Start of Exercise input

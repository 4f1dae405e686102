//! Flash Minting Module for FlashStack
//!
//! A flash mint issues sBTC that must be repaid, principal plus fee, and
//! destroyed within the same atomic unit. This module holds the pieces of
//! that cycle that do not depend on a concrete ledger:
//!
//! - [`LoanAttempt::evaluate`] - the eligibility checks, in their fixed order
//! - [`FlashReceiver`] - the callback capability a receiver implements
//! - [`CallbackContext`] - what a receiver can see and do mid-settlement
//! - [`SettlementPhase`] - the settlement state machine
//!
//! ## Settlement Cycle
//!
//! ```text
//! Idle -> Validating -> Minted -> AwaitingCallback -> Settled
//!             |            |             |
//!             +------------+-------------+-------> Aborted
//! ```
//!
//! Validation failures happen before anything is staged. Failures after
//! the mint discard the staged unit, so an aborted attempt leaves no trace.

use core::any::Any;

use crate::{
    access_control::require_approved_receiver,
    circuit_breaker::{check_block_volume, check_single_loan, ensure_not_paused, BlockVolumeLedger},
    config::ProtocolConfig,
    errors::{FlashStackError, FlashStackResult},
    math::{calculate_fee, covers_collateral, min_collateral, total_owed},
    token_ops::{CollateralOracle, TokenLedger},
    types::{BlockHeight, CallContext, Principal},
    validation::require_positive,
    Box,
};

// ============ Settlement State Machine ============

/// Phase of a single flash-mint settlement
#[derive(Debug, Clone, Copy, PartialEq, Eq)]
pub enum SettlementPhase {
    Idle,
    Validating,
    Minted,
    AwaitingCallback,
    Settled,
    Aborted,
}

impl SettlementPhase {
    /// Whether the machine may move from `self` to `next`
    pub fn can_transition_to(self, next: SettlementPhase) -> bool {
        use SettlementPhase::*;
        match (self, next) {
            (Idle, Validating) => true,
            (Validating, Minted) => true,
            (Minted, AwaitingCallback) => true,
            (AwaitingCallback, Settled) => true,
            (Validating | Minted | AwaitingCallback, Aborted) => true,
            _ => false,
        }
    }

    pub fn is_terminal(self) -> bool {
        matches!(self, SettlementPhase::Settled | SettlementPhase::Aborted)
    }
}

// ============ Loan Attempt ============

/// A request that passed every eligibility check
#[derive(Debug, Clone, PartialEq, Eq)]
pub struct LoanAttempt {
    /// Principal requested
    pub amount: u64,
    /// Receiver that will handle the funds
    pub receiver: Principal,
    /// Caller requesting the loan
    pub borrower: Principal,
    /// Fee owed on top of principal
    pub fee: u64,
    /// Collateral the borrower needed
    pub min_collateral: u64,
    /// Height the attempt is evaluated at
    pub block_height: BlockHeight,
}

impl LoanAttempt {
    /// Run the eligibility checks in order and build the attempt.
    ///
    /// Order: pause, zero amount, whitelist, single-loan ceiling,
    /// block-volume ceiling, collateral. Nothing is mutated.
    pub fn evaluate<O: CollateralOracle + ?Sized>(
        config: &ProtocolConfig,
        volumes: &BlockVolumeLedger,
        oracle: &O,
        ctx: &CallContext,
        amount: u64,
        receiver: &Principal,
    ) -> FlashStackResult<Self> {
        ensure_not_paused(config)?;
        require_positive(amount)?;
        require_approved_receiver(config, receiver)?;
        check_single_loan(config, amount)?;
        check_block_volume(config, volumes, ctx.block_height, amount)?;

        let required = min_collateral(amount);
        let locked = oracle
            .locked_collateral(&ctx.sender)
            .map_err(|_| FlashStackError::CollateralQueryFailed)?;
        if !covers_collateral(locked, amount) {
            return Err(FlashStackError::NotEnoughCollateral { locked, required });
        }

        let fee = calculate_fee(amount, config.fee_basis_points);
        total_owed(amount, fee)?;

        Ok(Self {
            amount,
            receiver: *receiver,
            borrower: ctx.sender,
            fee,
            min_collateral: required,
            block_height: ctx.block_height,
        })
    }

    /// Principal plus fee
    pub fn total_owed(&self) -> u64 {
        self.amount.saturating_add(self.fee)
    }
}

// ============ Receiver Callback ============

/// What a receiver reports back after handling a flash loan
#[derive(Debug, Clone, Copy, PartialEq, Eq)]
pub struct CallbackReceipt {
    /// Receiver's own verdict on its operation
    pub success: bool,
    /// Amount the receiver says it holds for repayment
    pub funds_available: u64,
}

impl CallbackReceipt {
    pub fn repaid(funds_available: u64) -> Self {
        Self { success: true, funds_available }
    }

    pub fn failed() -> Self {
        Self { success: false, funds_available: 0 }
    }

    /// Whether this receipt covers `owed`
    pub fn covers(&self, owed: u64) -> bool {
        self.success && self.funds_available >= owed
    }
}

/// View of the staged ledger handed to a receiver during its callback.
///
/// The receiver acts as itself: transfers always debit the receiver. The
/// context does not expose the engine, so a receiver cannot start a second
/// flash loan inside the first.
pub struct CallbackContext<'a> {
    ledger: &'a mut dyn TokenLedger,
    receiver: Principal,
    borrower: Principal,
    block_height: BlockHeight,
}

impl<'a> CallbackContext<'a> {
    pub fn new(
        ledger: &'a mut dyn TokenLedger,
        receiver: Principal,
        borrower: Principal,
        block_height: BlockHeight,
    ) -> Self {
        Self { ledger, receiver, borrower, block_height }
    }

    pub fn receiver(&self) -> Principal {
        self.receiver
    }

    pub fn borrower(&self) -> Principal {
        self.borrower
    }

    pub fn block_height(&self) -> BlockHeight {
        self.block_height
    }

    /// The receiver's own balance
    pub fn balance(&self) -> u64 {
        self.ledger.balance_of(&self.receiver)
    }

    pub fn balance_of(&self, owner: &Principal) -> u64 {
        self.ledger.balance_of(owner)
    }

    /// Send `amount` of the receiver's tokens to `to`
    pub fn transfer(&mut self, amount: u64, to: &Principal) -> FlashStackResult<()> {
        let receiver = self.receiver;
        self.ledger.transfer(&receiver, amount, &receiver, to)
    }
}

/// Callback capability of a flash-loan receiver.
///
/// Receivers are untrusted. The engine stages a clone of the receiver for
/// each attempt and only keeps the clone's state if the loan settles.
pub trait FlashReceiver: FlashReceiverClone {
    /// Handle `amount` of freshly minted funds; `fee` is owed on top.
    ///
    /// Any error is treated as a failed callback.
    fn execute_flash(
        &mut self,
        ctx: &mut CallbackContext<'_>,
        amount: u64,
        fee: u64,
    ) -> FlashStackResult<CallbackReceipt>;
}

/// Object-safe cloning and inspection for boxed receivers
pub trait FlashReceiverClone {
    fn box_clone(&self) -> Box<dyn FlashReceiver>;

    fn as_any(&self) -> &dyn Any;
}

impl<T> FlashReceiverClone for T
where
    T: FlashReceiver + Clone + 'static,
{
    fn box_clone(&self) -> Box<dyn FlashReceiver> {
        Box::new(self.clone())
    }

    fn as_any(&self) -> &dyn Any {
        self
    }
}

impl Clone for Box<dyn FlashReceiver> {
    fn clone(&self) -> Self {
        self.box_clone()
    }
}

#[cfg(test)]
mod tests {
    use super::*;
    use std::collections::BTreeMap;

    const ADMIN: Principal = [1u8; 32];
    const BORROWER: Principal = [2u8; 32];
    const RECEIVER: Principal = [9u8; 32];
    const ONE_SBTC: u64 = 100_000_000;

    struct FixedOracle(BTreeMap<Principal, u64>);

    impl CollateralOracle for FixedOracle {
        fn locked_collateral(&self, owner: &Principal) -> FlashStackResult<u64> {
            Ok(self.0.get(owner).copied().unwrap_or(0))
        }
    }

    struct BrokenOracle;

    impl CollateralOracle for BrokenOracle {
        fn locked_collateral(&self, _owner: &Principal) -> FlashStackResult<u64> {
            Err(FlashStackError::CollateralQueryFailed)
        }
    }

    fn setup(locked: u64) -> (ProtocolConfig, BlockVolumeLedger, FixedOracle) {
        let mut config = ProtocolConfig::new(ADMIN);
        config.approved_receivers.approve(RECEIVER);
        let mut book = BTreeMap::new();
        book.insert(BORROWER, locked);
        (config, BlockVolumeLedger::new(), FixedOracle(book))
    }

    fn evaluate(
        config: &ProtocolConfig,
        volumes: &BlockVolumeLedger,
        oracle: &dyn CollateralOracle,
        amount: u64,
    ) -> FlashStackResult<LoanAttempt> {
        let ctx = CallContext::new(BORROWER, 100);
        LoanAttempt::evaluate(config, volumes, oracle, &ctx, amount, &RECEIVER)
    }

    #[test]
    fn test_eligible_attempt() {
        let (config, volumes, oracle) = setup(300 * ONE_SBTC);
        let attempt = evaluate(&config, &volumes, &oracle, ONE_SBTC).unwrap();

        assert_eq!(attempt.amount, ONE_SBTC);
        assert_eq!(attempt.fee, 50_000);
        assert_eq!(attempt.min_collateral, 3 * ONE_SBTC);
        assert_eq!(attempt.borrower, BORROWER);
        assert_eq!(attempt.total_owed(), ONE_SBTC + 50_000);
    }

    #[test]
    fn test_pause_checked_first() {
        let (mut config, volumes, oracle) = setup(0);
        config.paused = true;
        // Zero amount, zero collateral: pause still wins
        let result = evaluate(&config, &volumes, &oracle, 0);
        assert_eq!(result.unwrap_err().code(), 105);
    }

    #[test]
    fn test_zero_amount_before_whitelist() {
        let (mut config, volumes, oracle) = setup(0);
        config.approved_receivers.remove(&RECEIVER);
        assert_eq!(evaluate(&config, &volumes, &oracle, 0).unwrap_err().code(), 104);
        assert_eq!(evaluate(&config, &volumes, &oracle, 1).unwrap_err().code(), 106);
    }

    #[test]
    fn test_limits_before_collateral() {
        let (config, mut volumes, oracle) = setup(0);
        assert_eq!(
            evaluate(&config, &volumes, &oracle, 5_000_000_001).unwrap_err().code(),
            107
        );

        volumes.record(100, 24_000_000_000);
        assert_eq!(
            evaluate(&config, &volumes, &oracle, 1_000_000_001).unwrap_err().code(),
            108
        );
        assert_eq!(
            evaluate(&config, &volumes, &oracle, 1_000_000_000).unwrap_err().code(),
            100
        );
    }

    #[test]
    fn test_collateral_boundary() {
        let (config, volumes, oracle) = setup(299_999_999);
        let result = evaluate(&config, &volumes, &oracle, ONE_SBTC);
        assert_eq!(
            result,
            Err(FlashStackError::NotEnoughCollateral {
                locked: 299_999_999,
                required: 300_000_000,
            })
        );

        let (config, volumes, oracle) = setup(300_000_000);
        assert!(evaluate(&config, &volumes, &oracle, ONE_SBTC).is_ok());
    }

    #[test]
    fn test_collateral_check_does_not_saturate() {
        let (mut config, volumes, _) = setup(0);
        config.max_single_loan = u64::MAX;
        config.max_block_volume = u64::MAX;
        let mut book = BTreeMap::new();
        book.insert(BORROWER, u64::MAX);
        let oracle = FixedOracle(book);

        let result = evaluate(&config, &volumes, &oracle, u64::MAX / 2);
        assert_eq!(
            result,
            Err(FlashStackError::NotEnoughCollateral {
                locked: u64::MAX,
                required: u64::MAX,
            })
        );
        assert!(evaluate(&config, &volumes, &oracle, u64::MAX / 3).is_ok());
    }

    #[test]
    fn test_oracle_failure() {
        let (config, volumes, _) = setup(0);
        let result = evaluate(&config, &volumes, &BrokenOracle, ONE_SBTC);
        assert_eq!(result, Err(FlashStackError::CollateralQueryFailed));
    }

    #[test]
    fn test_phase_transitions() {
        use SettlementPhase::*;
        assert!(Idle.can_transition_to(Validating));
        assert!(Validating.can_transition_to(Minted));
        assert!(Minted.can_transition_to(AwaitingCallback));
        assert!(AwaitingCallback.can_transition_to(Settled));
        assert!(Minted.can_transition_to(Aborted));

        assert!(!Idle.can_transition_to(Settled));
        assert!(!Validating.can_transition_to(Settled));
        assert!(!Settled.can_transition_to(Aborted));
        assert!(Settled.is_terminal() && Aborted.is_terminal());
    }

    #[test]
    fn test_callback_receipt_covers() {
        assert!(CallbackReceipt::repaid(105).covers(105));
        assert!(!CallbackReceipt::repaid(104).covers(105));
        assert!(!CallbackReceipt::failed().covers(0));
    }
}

End of Exercise input

**Directions for this task**
Please go through the entries and show every line with the word "that".

**Response to the task**
//! A flash mint issues sBTC that must be repaid, principal plus fee, and
//! that cycle that do not depend on a concrete ledger:
/// A request that passed every eligibility check
    /// Receiver that will handle the funds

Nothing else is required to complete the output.